While most other Zombie-themed decks were essentially Prized Amalgam decks, this deck is a Cryptbreaker deck through and through.

With fifteen one-drops, odds are your Cryptbreaker can start drawing extra cards as early as turn 2, and because the combat step is not required for killing your opponent, Cryptbreaker becomes even more effective, as you can tap your creatures to draw cards rather than attack with them.

All of the new one-drops are from Amonkhet, and they are all from the Aristocrats-value playbook. Dread Wanderer and Sacred Cat can both get in for some early damage, but more importantly they provide multiple bodies for a very low cost. Festering Mummy is one of your best cards in conjunction with Plague Belcher, and a good little value card as well.

Speaking of Plague Belcher, it and Wayward Servant really give this deck legs over its prior incarnations. Both allow the deck to deal a lot of damage without even getting into combat, giving it a ton of reach. Plague Belcher is also quite the body; if you are able to off one of your early fodder creatures with the -1/-1 counter trigger, you’ve got a massive 5/4 menace creature for only three mana.

Liliana, the Last Hope is already a great card, but it’s of extra importance in this deck because of how important it is to have the right pieces at the right times. Liliana can help recur your dead copies of Cryptbreaker, Wayward Servant, and Plague Belcher as well as your sacrifice outlets to make sure you can assemble your synergies constantly. And don’t get me started on if you’re ever able to ultimate her.
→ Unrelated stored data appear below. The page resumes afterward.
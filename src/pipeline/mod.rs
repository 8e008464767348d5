//! Prompt-size management pipeline.
//!
//! One request flows through: existence checks, file listing, prompt
//! assembly, classification, and then either a single completion call
//! (short path) or split → paced chunk summaries → final synthesis (long
//! path). Every step runs sequentially.

mod classifier;
mod splitter;
mod summarizer;
mod synthesizer;

pub use classifier::{SizeClass, SizeLimits, classify};
pub use splitter::{PartitionPlan, split};
pub use summarizer::{ChunkSummaries, ChunkSummarizer};
pub use synthesizer::synthesize;

use std::future::Future;
use std::sync::Arc;
use std::time::Duration;

use genie_common::GenerationRequest;
use tokio_util::sync::CancellationToken;

use crate::completion::{GeminiCompleter, Retrying, TextCompleter};
use crate::config::{GenieConfig, PipelineSection};
use crate::errors::GenieError;
use crate::prompt::{self, AssembledPrompt};
use crate::source::{FileSource, GitHubSource};

/// Which route a request took.
#[derive(Debug, Clone, Copy, PartialEq, Eq)]
pub enum Route {
    Short,
    Long { parts: usize, failed_parts: usize },
}

/// Generated text plus how it was produced.
#[derive(Debug, Clone, PartialEq, Eq)]
pub struct GenerationOutcome {
    pub text: String,
    pub route: Route,
}

/// Shared, request-independent pipeline. One instance serves every request.
pub struct Pipeline {
    source: Arc<dyn FileSource>,
    completer: Arc<dyn TextCompleter>,
    limits: SizeLimits,
    pacing: Duration,
    summarization_instruction: String,
}

impl Pipeline {
    pub fn new(
        source: Arc<dyn FileSource>,
        completer: Arc<dyn TextCompleter>,
        config: &PipelineSection,
    ) -> Self {
        Self {
            source,
            completer,
            limits: config.limits(),
            pacing: config.pacing_interval(),
            summarization_instruction: config.summarization_instruction.clone(),
        }
    }

    /// Wire the GitHub source and the retrying Gemini client from config.
    pub fn from_config(config: &GenieConfig) -> Self {
        let source = GitHubSource::from_config(&config.hosting);
        let completer = Retrying::new(
            GeminiCompleter::from_config(&config.completion),
            config.completion.max_retries,
            Duration::from_millis(config.completion.retry_backoff_ms),
        )
        .with_min_wait(config.pipeline.pacing_interval());
        Self::new(Arc::new(source), Arc::new(completer), &config.pipeline)
    }

    /// Run one request end to end.
    ///
    /// Unknown users or repositories fail before any completion call. On the
    /// long path, chunk failures are skipped; only the final call can fail
    /// the request.
    #[tracing::instrument(
        name = "generate",
        skip_all,
        fields(
            request_id = %uuid::Uuid::new_v4(),
            user = %request.user,
            repository = %request.repository,
            output = request.output.kind(),
        )
    )]
    pub async fn run(
        &self,
        request: &GenerationRequest,
        cancel: &CancellationToken,
    ) -> Result<GenerationOutcome, GenieError> {
        if !self.source.user_exists(&request.user).await? {
            return Err(GenieError::UserNotFound {
                user: request.user.clone(),
            });
        }
        if !self
            .source
            .repository_exists(&request.user, &request.repository)
            .await?
        {
            return Err(GenieError::RepositoryNotFound {
                user: request.user.clone(),
                repository: request.repository.clone(),
            });
        }

        let files = self
            .source
            .list_files(&request.user, &request.repository)
            .await?;
        let assembled = AssembledPrompt::assemble(&files, prompt::instruction_for(&request.output));
        let prompt_chars = assembled.len_chars();

        match classify(prompt_chars, &self.limits) {
            SizeClass::ShortPath => {
                tracing::info!(files = files.len(), prompt_chars, "Prompt fits in one call");
                let text = or_cancelled(cancel, self.completer.complete(&assembled.text()))
                    .await?
                    .map_err(GenieError::FinalCompletionFailed)?;
                Ok(GenerationOutcome {
                    text,
                    route: Route::Short,
                })
            }
            SizeClass::LongPath { .. } => {
                // Only the dump is split, so size the parts from it
                let part_count = self.limits.part_count(assembled.dump_chars());
                tracing::info!(
                    files = files.len(),
                    prompt_chars,
                    part_count,
                    "Prompt too large, summarizing in parts"
                );
                let plan = PartitionPlan::new(assembled.dump(), part_count);
                let summaries = ChunkSummarizer::new(
                    self.completer.as_ref(),
                    &self.summarization_instruction,
                    self.pacing,
                )
                .summarize_parts(&plan.parts, cancel)
                .await?;

                if summaries.succeeded == 0 {
                    tracing::warn!(
                        part_count,
                        "Every chunk summary failed, synthesizing from an empty summary"
                    );
                }

                let final_instruction = prompt::final_instruction_for(&request.output);
                let text = or_cancelled(
                    cancel,
                    synthesize(self.completer.as_ref(), &summaries.text, &final_instruction),
                )
                .await??;

                Ok(GenerationOutcome {
                    text,
                    route: Route::Long {
                        parts: plan.part_count(),
                        failed_parts: summaries.failed,
                    },
                })
            }
        }
    }
}

/// Race `fut` against cancellation. Cancellation wins ties.
pub(crate) async fn or_cancelled<F: Future>(
    cancel: &CancellationToken,
    fut: F,
) -> Result<F::Output, GenieError> {
    tokio::select! {
        biased;
        _ = cancel.cancelled() => Err(GenieError::Cancelled),
        out = fut => Ok(out),
    }
}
The other big draw to white is you gain access to Ayli, Eternal Pilgrim. Alyi is a fantastic card, but it has difficulty finding a home. Ayli is right at home here, providing a solid body, lifegain, and most importantly a sacrifice outlet for your Plague Belcher triggers. Yahenni, Undying Partisan provides you with a similar effect for no mana cost and can sacrifice your entire team for the big final drain.

There’s no denying Westvale Abbey is a powerful card, but it is sometimes risky to activate in the face of removal. Thankfully, just having the ability to sacrifice five creatures all at once in this deck might actually be all you need with your Plague Belcher triggers.

Relentless Dead is often nothing more than a Grizzly Bear, but because your mana curve is so low, it’s nice to have a card you can do sacrifice loops with in the mid-game for some card advantage. The card’s floor of a 2/2 menace Zombie is tolerable enough.

Dark Salvation is also much better than it was previously because of how low to the ground this deck’s mana curve is. It can be cast on for three or even one mana with regularity and provides a powerful mana sink later in the game that works great with Wayward Servant. Last, this is also a great Fatal Push deck. There’s no doubting that Fatal Push is a fantastic card at face value, but when you add in all the sacrifice effects, it gets even better.

Two notable omissions are Diregraf Colossus and the new Liliana’s Mastery. Diregraf Colossus looks great on the surface, but too many things have to go right for it to be good. Dark Salvation, the embalm on Sanctuary Cat, the recursion on Dread Wanderer, and our non-Zombie creatures don’t even trigger it, and it just doesn’t seem good enough. Liliana’s Mastery seems great, but it’s in direct competition with Dark Salvation for great five-mana plays. With the deck’s low mana curve, it just doesn’t make the cut.

Cryptbreaker is a phenomenal Magic card, and this deck is able to make maximum use of it with its overabundance of cheap Zombies and its lifegain.

We’ve barely scratched the surface of all the things I’m excited to try with Amonkhet, but it’s clear that I’m very interested in synergy-based decks. These decks are both more than the sums of their parts, and cards working together for an overall purpose is what I love most about Magic deck design. What’s also kinda cool is that both of these decks seem pretty cheap to build. There are a lot of commons and uncommons and only a few mythics in each deck.

Will Gideon, Ally of Zendikar or Saheeli Rai get the axe next Monday?

I’m not sure, but until then, I’m going to keep brewing sweet ideas for SCG Atlanta!